PNAS – Proceedings of the National Academy of Sciences of the United States
of America

http://www.pnas.org/content/early/
[Accessed 9 September 2017]

Biological Sciences – Immunology and Inflammation:
Increasing the breadth and potency of response to the seasonal influenza virus vaccine by immune complex immunization
Jad Maamary, Taia T. Wang, Gene S. Tan, Peter Palese, and Jeffrey V. Ravetch
PNAS 2017 ; published ahead of print September 5, 2017, doi:10.1073/pnas.1707950114
Significance
Influenza viruses remain a source of substantial morbidity and mortality worldwide. This is, in part, because current approaches to vaccination elicit strain-specific immune responses.

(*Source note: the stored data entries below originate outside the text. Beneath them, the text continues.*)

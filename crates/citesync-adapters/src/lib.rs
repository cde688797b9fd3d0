//! Remote adapters: the citation source window fetcher and the batched
//! zip code lookup.

use async_trait::async_trait;
use citesync_core::{format_timestamp, parse_timestamp, Column, ColumnMap, FetchWindow, RawRecord};
use citesync_storage::{FetchError, HttpFetcher};
use scraper::{ElementRef, Html, Selector};
use serde_json::Value as JsonValue;
use thiserror::Error;
use tracing::{debug, info, warn};

pub const CRATE_NAME: &str = "citesync-adapters";

pub const DEFAULT_SOCRATA_BASE_URL: &str = "https://data.sfgov.org";
pub const CITATIONS_DATASET: &str = "ab4h-6ztd";
/// Comfortably above a day's citation volume.
pub const DEFAULT_FETCH_LIMIT: usize = 100_000;

pub const DEFAULT_USPS_BASE_URL: &str = "https://secure.shippingapis.com";
/// The lookup wire format carries exactly this many address envelopes.
pub const BATCH_SLOTS: usize = 5;
pub const LOOKUP_CITY: &str = "San Francisco";
pub const LOOKUP_STATE: &str = "CA";

const ISSUED_FIELD: &str = "citation_issued_datetime";

#[derive(Debug, Error)]
pub enum SourceError {
    #[error("citation source returned http {status} for {url}")]
    Upstream { status: u16, url: String },
    #[error("citation source transport failure: {0}")]
    Transport(FetchError),
    #[error("citation source payload is not a JSON array of objects: {0}")]
    Decode(#[from] serde_json::Error),
}

impl From<FetchError> for SourceError {
    fn from(err: FetchError) -> Self {
        match err {
            FetchError::HttpStatus { status, url } => SourceError::Upstream { status, url },
            other => SourceError::Transport(other),
        }
    }
}

/// Raised (as a value, not an error path) when a window hit the row cap.
#[derive(Debug, Clone, Copy, PartialEq, Eq, Error)]
#[error("window {window} returned {limit} rows, the request limit; rows may be missing")]
pub struct TruncatedResult {
    pub window: FetchWindow,
    pub limit: usize,
}

/// Result of one window fetch.
#[derive(Debug, Clone)]
pub struct WindowBatch {
    pub window: FetchWindow,
    pub limit: usize,
    /// Rows the API sent back, before the client-side window check.
    pub returned: usize,
    pub records: Vec<RawRecord>,
}

impl WindowBatch {
    pub fn truncation(&self) -> Option<TruncatedResult> {
        (self.limit > 0 && self.returned >= self.limit).then_some(TruncatedResult {
            window: self.window,
            limit: self.limit,
        })
    }
}

/// Time-range-scoped access to citation records.
#[async_trait]
pub trait CitationFeed: Send + Sync {
    async fn fetch_window(
        &self,
        window: FetchWindow,
        limit: usize,
    ) -> Result<WindowBatch, SourceError>;
}

/// Socrata (SODA) endpoint serving the SFMTA citation dataset.
#[derive(Debug, Clone)]
pub struct SocrataCitationSource {
    http: HttpFetcher,
    base_url: String,
    dataset: String,
    app_token: String,
    columns: ColumnMap,
}

impl SocrataCitationSource {
    pub fn new(http: HttpFetcher, base_url: &str, app_token: impl Into<String>) -> Self {
        Self {
            http,
            base_url: base_url.trim_end_matches('/').to_string(),
            dataset: CITATIONS_DATASET.to_string(),
            app_token: app_token.into(),
            columns: ColumnMap::default(),
        }
    }

    pub fn with_dataset(mut self, dataset: impl Into<String>) -> Self {
        self.dataset = dataset.into();
        self
    }

    pub fn with_columns(mut self, columns: ColumnMap) -> Self {
        self.columns = columns;
        self
    }

    pub fn resource_url(&self) -> String {
        format!("{}/resource/{}.json", self.base_url, self.dataset)
    }

    fn issued_of(&self, record: &RawRecord) -> Option<chrono::NaiveDateTime> {
        record
            .iter()
            .filter(|(field, _)| self.columns.resolve(field) == Some(Column::CitationIssuedDateTime))
            .find_map(|(_, value)| value.as_str().and_then(parse_timestamp))
    }
}

/// SoQL filter for `[start, end)`.
pub fn window_filter(window: &FetchWindow) -> String {
    format!(
        "{ISSUED_FIELD} >= '{}' AND {ISSUED_FIELD} < '{}'",
        format_timestamp(window.start),
        format_timestamp(window.end)
    )
}

#[async_trait]
impl CitationFeed for SocrataCitationSource {
    async fn fetch_window(
        &self,
        window: FetchWindow,
        limit: usize,
    ) -> Result<WindowBatch, SourceError> {
        let url = self.resource_url();
        let filter = window_filter(&window);
        let limit_param = limit.to_string();
        let query = [
            ("$where", filter.as_str()),
            ("$order", ISSUED_FIELD),
            ("$limit", limit_param.as_str()),
        ];
        let mut headers = Vec::new();
        if !self.app_token.is_empty() {
            headers.push(("X-App-Token", self.app_token.as_str()));
        }

        let response = self.http.get("socrata", &url, &query, &headers).await?;
        let rows: Vec<JsonValue> = serde_json::from_slice(&response.body)?;
        let returned = rows.len();

        let mut records = Vec::with_capacity(returned);
        let mut dropped = 0usize;
        for row in rows {
            let JsonValue::Object(record) = row else {
                dropped += 1;
                continue;
            };
            // Rows without a readable timestamp are kept; reconciliation rejects them.
            match self.issued_of(&record) {
                Some(issued) if !window.contains(issued) => dropped += 1,
                _ => records.push(record),
            }
        }
        if dropped > 0 {
            debug!(%window, dropped, "dropped rows outside the requested window");
        }
        info!(%window, url = %response.final_url, returned, kept = records.len(), "fetched citation window");

        Ok(WindowBatch {
            window,
            limit,
            returned,
            records,
        })
    }
}

#[derive(Debug, Error)]
pub enum LookupError {
    #[error("an address batch holds at most 5 addresses, got {0}")]
    BatchOverflow(usize),
    #[error("zip code lookup transport failure: {0}")]
    Transport(#[from] FetchError),
    #[error("invalid response selector: {0}")]
    Selector(String),
}

/// Up to five addresses padded to the fixed five-slot wire format.
#[derive(Debug, Clone, PartialEq, Eq)]
pub struct AddressBatch {
    slots: [Option<String>; BATCH_SLOTS],
    len: usize,
}

impl AddressBatch {
    /// Normalize each address and pad with empty slots. Blank strings count
    /// as absent.
    pub fn new(addresses: &[Option<&str>]) -> Result<Self, LookupError> {
        if addresses.len() > BATCH_SLOTS {
            return Err(LookupError::BatchOverflow(addresses.len()));
        }
        let mut slots: [Option<String>; BATCH_SLOTS] = Default::default();
        for (slot, address) in slots.iter_mut().zip(addresses) {
            *slot = address
                .map(normalize_address)
                .map(|a| a.trim().to_string())
                .filter(|a| !a.is_empty());
        }
        Ok(Self {
            slots,
            len: addresses.len(),
        })
    }

    /// Number of caller-supplied entries (before padding).
    pub fn len(&self) -> usize {
        self.len
    }

    pub fn is_empty(&self) -> bool {
        self.len == 0
    }

    /// True when no slot carries an address, so no lookup is needed.
    pub fn is_blank(&self) -> bool {
        self.slots.iter().all(Option::is_none)
    }

    pub fn slots(&self) -> &[Option<String>; BATCH_SLOTS] {
        &self.slots
    }

    /// Cut a five-slot result back to the caller's length. Slots that held
    /// no address are always `None`.
    pub fn truncate<T>(&self, results: [Option<T>; BATCH_SLOTS]) -> Vec<Option<T>> {
        results
            .into_iter()
            .zip(&self.slots)
            .take(self.len)
            .map(|(result, slot)| if slot.is_some() { result } else { None })
            .collect()
    }

    pub fn request_xml(&self, user_id: &str) -> String {
        let mut xml = format!("<ZipCodeLookupRequest USERID=\"{}\">", escape_xml(user_id));
        for (idx, slot) in self.slots.iter().enumerate() {
            xml.push_str(&format!(
                "<Address ID=\"{}\"><Address1></Address1><Address2>{}</Address2>\
                 <City>{LOOKUP_CITY}</City><State>{LOOKUP_STATE}</State></Address>",
                idx + 1,
                escape_xml(slot.as_deref().unwrap_or_default()),
            ));
        }
        xml.push_str("</ZipCodeLookupRequest>");
        xml
    }
}

/// Drop a `0` that directly follows whitespace; the lookup provider does not
/// recognize zero-padded ordinals (`23 01ST` -> `23 1ST`).
pub fn normalize_address(raw: &str) -> String {
    let mut out = String::with_capacity(raw.len());
    let mut after_space = false;
    for ch in raw.chars() {
        if !(after_space && ch == '0') {
            out.push(ch);
        }
        after_space = ch.is_whitespace();
    }
    out
}

fn escape_xml(raw: &str) -> String {
    let mut out = String::with_capacity(raw.len());
    for ch in raw.chars() {
        match ch {
            '&' => out.push_str("&amp;"),
            '<' => out.push_str("&lt;"),
            '>' => out.push_str("&gt;"),
            '"' => out.push_str("&quot;"),
            '\'' => out.push_str("&apos;"),
            other => out.push(other),
        }
    }
    out
}

fn selector(css: &str) -> Result<Selector, LookupError> {
    Selector::parse(css).map_err(|e| LookupError::Selector(e.to_string()))
}

fn first_text(element: ElementRef<'_>, sel: &Selector) -> Option<String> {
    element
        .select(sel)
        .next()
        .map(|n| n.text().collect::<String>().trim().to_string())
        .filter(|t| !t.is_empty())
}

/// Map a `ZipCodeLookupResponse` onto the five request slots. Entries are
/// placed by their `ID` attribute (1-based), falling back to document order.
/// Error entries, missing entries and anything that is not a five-digit zip
/// become `None`.
pub fn parse_zip_response(body: &str) -> Result<[Option<String>; BATCH_SLOTS], LookupError> {
    let document = Html::parse_document(body);
    let address_sel = selector("address")?;
    let zip_sel = selector("zip5")?;
    let error_sel = selector("error")?;
    let description_sel = selector("description")?;

    let mut zips: [Option<String>; BATCH_SLOTS] = Default::default();
    let mut seen = 0usize;
    for (position, address) in document.select(&address_sel).enumerate() {
        seen += 1;
        let slot = address
            .value()
            .attr("id")
            .and_then(|id| id.trim().parse::<usize>().ok())
            .filter(|id| (1..=BATCH_SLOTS).contains(id))
            .map(|id| id - 1)
            .unwrap_or(position);
        if slot >= BATCH_SLOTS || zips[slot].is_some() {
            continue;
        }
        if address.select(&error_sel).next().is_some() {
            continue;
        }
        zips[slot] = first_text(address, &zip_sel)
            .filter(|zip| zip.len() == 5 && zip.chars().all(|c| c.is_ascii_digit()));
    }

    if seen == 0 {
        let root = document.root_element();
        let reason = root
            .select(&error_sel)
            .next()
            .and_then(|err| first_text(err, &description_sel));
        warn!(reason = reason.as_deref().unwrap_or("no address entries"), "zip lookup returned no results");
    }
    Ok(zips)
}

/// Batched address to zip code resolution.
#[async_trait]
pub trait ZipLookup: Send + Sync {
    /// One outbound request covering all five slots of `batch`.
    async fn lookup_batch(
        &self,
        batch: &AddressBatch,
    ) -> Result<[Option<String>; BATCH_SLOTS], LookupError>;
}

/// Resolve up to five addresses; the result has the same length as the
/// input. Batches with no usable address skip the network call.
pub async fn resolve_zip_codes(
    lookup: &dyn ZipLookup,
    addresses: &[Option<&str>],
) -> Result<Vec<Option<String>>, LookupError> {
    let batch = AddressBatch::new(addresses)?;
    if batch.is_blank() {
        return Ok(vec![None; batch.len()]);
    }
    let zips = lookup.lookup_batch(&batch).await?;
    Ok(batch.truncate(zips))
}

/// USPS Web Tools `ZipCodeLookup`.
#[derive(Debug, Clone)]
pub struct UspsZipLookup {
    http: HttpFetcher,
    base_url: String,
    user_id: String,
}

impl UspsZipLookup {
    pub fn new(http: HttpFetcher, base_url: &str, user_id: impl Into<String>) -> Self {
        Self {
            http,
            base_url: base_url.trim_end_matches('/').to_string(),
            user_id: user_id.into(),
        }
    }

    pub fn endpoint(&self) -> String {
        format!("{}/ShippingAPI.dll", self.base_url)
    }
}

#[async_trait]
impl ZipLookup for UspsZipLookup {
    async fn lookup_batch(
        &self,
        batch: &AddressBatch,
    ) -> Result<[Option<String>; BATCH_SLOTS], LookupError> {
        let xml = batch.request_xml(&self.user_id);
        let url = self.endpoint();
        let query = [("API", "ZipCodeLookup"), ("XML", xml.as_str())];
        let response = self.http.get("usps", &url, &query, &[]).await?;
        debug!(url = %response.final_url, slots = batch.len(), "zip code lookup answered");
        parse_zip_response(&String::from_utf8_lossy(&response.body))
    }
}
//! Core domain model for citation sync: records, fetch windows and the
//! remote-to-storage column mapping.

use std::fmt;

use chrono::{DateTime, NaiveDate, NaiveDateTime};
use serde::{Deserialize, Serialize};
use serde_json::{Map, Value as JsonValue};
use thiserror::Error;

pub const CRATE_NAME: &str = "citesync-core";

/// Table holding every synchronized citation.
pub const CITATIONS_TABLE: &str = "parking_citations";

/// One row as returned by the citation source API, before reconciliation.
pub type RawRecord = Map<String, JsonValue>;

/// Columns of the `parking_citations` table, in storage order.
#[derive(Debug, Clone, Copy, PartialEq, Eq, Hash, Serialize, Deserialize)]
pub enum Column {
    CitationNumber,
    CitationIssuedDateTime,
    Violation,
    ViolationDescription,
    CitationLocation,
    VehiclePlateState,
    VehiclePlate,
    FineAmount,
    DateAdded,
    Geom,
}

impl Column {
    pub const ALL: [Column; 10] = [
        Column::CitationNumber,
        Column::CitationIssuedDateTime,
        Column::Violation,
        Column::ViolationDescription,
        Column::CitationLocation,
        Column::VehiclePlateState,
        Column::VehiclePlate,
        Column::FineAmount,
        Column::DateAdded,
        Column::Geom,
    ];

    pub fn name(self) -> &'static str {
        match self {
            Column::CitationNumber => "Citation_Number",
            Column::CitationIssuedDateTime => "Citation_Issued_DateTime",
            Column::Violation => "Violation",
            Column::ViolationDescription => "Violation_Description",
            Column::CitationLocation => "Citation_Location",
            Column::VehiclePlateState => "Vehicle_Plate_State",
            Column::VehiclePlate => "Vehicle_Plate",
            Column::FineAmount => "Fine_Amount",
            Column::DateAdded => "Date_Added",
            Column::Geom => "geom",
        }
    }

    pub fn sql_type(self) -> &'static str {
        match self {
            Column::CitationIssuedDateTime | Column::DateAdded => "DATETIME",
            Column::FineAmount => "REAL",
            _ => "TEXT",
        }
    }
}

impl fmt::Display for Column {
    fn fmt(&self, f: &mut fmt::Formatter<'_>) -> fmt::Result {
        f.write_str(self.name())
    }
}

/// Canonical persisted citation. Only the issued timestamp is guaranteed.
#[derive(Debug, Clone, PartialEq, Serialize, Deserialize)]
pub struct CitationRecord {
    pub citation_number: Option<String>,
    pub citation_issued_datetime: NaiveDateTime,
    pub violation: Option<String>,
    pub violation_description: Option<String>,
    pub citation_location: Option<String>,
    pub vehicle_plate_state: Option<String>,
    pub vehicle_plate: Option<String>,
    pub fine_amount: Option<f64>,
    pub date_added: Option<String>,
    pub geom: Option<String>,
}

impl CitationRecord {
    pub fn issued_at(issued: NaiveDateTime) -> Self {
        Self {
            citation_number: None,
            citation_issued_datetime: issued,
            violation: None,
            violation_description: None,
            citation_location: None,
            vehicle_plate_state: None,
            vehicle_plate: None,
            fine_amount: None,
            date_added: None,
            geom: None,
        }
    }

    fn text_slot(&mut self, column: Column) -> Option<&mut Option<String>> {
        match column {
            Column::CitationNumber => Some(&mut self.citation_number),
            Column::Violation => Some(&mut self.violation),
            Column::ViolationDescription => Some(&mut self.violation_description),
            Column::CitationLocation => Some(&mut self.citation_location),
            Column::VehiclePlateState => Some(&mut self.vehicle_plate_state),
            Column::VehiclePlate => Some(&mut self.vehicle_plate),
            Column::DateAdded => Some(&mut self.date_added),
            Column::Geom => Some(&mut self.geom),
            Column::CitationIssuedDateTime | Column::FineAmount => None,
        }
    }
}

/// A sampled citation with its best-effort postal code.
#[derive(Debug, Clone, PartialEq, Serialize, Deserialize)]
pub struct EnrichmentRow {
    pub record: CitationRecord,
    pub zip_code: Option<String>,
}

/// Half-open time range `[start, end)` scoping one remote query.
#[derive(Debug, Clone, Copy, PartialEq, Eq, Serialize, Deserialize)]
pub struct FetchWindow {
    pub start: NaiveDateTime,
    pub end: NaiveDateTime,
}

impl FetchWindow {
    /// Returns `None` for empty or inverted ranges.
    pub fn new(start: NaiveDateTime, end: NaiveDateTime) -> Option<Self> {
        (start < end).then_some(Self { start, end })
    }

    /// A record issued exactly at `end` belongs to the following window.
    pub fn contains(&self, ts: NaiveDateTime) -> bool {
        self.start <= ts && ts < self.end
    }
}

impl fmt::Display for FetchWindow {
    fn fmt(&self, f: &mut fmt::Formatter<'_>) -> fmt::Result {
        write!(
            f,
            "[{}, {})",
            format_timestamp(self.start),
            format_timestamp(self.end)
        )
    }
}

/// Renders timestamps the way the store keeps them (`2022-12-31T23:00:00`,
/// with a fractional part only when non-zero).
pub fn format_timestamp(ts: NaiveDateTime) -> String {
    ts.format("%Y-%m-%dT%H:%M:%S%.f").to_string()
}

/// Lenient ISO-8601 parsing covering the source API's floating timestamps,
/// space-separated SQL timestamps, RFC 3339 and bare dates.
pub fn parse_timestamp(raw: &str) -> Option<NaiveDateTime> {
    let raw = raw.trim();
    if raw.is_empty() {
        return None;
    }
    for pattern in ["%Y-%m-%dT%H:%M:%S%.f", "%Y-%m-%d %H:%M:%S%.f", "%Y-%m-%dT%H:%M"] {
        if let Ok(ts) = NaiveDateTime::parse_from_str(raw, pattern) {
            return Some(ts);
        }
    }
    if let Ok(ts) = DateTime::parse_from_rfc3339(raw) {
        return Some(ts.naive_local());
    }
    NaiveDate::parse_from_str(raw, "%Y-%m-%d")
        .ok()
        .and_then(|d| d.and_hms_opt(0, 0, 0))
}

/// Why a remote row was not appended.
#[derive(Debug, Clone, PartialEq, Error)]
pub enum RowRejection {
    #[error("missing citation issued timestamp")]
    MissingIssued,
    #[error("unparseable citation issued timestamp {0:?}")]
    BadIssued(String),
    #[error("unparseable fine amount {0:?}")]
    BadFine(String),
    #[error("negative fine amount {0}")]
    NegativeFine(f64),
}

/// Source-field to storage-column mapping applied before every append.
///
/// Lookups are case-insensitive, so the storage names themselves
/// (`Citation_Number`, ...) always resolve to their own column.
#[derive(Debug, Clone)]
pub struct ColumnMap {
    entries: Vec<(String, Column)>,
}

const DEFAULT_ALIASES: &[(&str, Column)] = &[
    ("violation_desc", Column::ViolationDescription),
    ("the_geom", Column::Geom),
];

impl Default for ColumnMap {
    fn default() -> Self {
        let mut map = Self {
            entries: Vec::new(),
        };
        for column in Column::ALL {
            map.insert(column.name(), column);
        }
        for (field, column) in DEFAULT_ALIASES {
            map.insert(field, *column);
        }
        map
    }
}

impl ColumnMap {
    pub fn insert(&mut self, source_field: &str, column: Column) {
        let key = source_field.to_ascii_lowercase();
        match self.entries.iter_mut().find(|(k, _)| *k == key) {
            Some(entry) => entry.1 = column,
            None => self.entries.push((key, column)),
        }
    }

    pub fn resolve(&self, source_field: &str) -> Option<Column> {
        self.entries
            .iter()
            .find(|(k, _)| k.eq_ignore_ascii_case(source_field))
            .map(|(_, column)| *column)
    }

    /// Reconcile one remote row into a storage record. Unknown fields are
    /// dropped; the first non-null value wins when two fields share a column.
    pub fn reconcile(&self, raw: &RawRecord) -> Result<CitationRecord, RowRejection> {
        let mut issued_raw: Option<String> = None;
        let mut fine_raw: Option<&JsonValue> = None;
        let mut record = CitationRecord::issued_at(NaiveDateTime::MIN);

        for (field, value) in raw {
            let Some(column) = self.resolve(field) else {
                continue;
            };
            if value.is_null() {
                continue;
            }
            match column {
                Column::CitationIssuedDateTime => {
                    issued_raw.get_or_insert_with(|| text_value(value));
                }
                Column::FineAmount => {
                    fine_raw.get_or_insert(value);
                }
                other => {
                    if let Some(slot) = record.text_slot(other) {
                        if slot.is_none() {
                            *slot = Some(text_value(value));
                        }
                    }
                }
            }
        }

        let issued_raw = issued_raw.ok_or(RowRejection::MissingIssued)?;
        record.citation_issued_datetime =
            parse_timestamp(&issued_raw).ok_or(RowRejection::BadIssued(issued_raw))?;
        record.fine_amount = fine_raw.map(parse_fine).transpose()?;
        record.date_added = record
            .date_added
            .map(|raw| parse_timestamp(&raw).map(format_timestamp).unwrap_or(raw));
        Ok(record)
    }
}

/// Strings pass through; structured values (e.g. GeoJSON points) are
/// serialized to their JSON text.
fn text_value(value: &JsonValue) -> String {
    match value {
        JsonValue::String(s) => s.clone(),
        other => other.to_string(),
    }
}

fn parse_fine(value: &JsonValue) -> Result<f64, RowRejection> {
    let amount = match value {
        JsonValue::Number(n) => n.as_f64(),
        JsonValue::String(s) => s.trim().parse::<f64>().ok(),
        _ => None,
    }
    .filter(|v| v.is_finite())
    .ok_or_else(|| RowRejection::BadFine(text_value(value)))?;
    if amount < 0.0 {
        return Err(RowRejection::NegativeFine(amount));
    }
    Ok(amount)
}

Here, we report a method for targeting the Fc receptor, CD23, during vaccination with existing influenza vaccines (TIV) to increase the breadth and potency of the antibody response. Immunization with the TIV in complex with a monoclonal antibody that is broadly reactive against the hemagglutinin glycoprotein and engineered at the Fc domain to engage CD23 elicited antibodies that were 10-fold increased in potency and that protected against the potential pandemic influenza virus subtype H5N1 in vivo. This work demonstrates that broadly protective influenza immunity can be achieved using existing seasonal vaccines.
Abstract
The main barrier to reduction of morbidity caused by influenza is the absence of a vaccine that elicits broad protection against different virus strains. Studies in preclinical models of influenza virus infections have shown that antibodies alone are sufficient to provide broad protection against divergent virus strains in vivo. Here, we address the challenge of identifying an immunogen that can elicit potent, broadly protective, antiinfluenza antibodies by demonstrating that immune complexes composed of sialylated antihemagglutinin antibodies and seasonal inactivated flu vaccine (TIV) can elicit broadly protective antihemagglutinin antibodies. Further, we found that an Fc-modified, bispecific monoclonal antibody against conserved epitopes of the hemagglutinin can be combined with TIV to elicit broad protection, thus setting the stage for a universal influenza virus vaccine.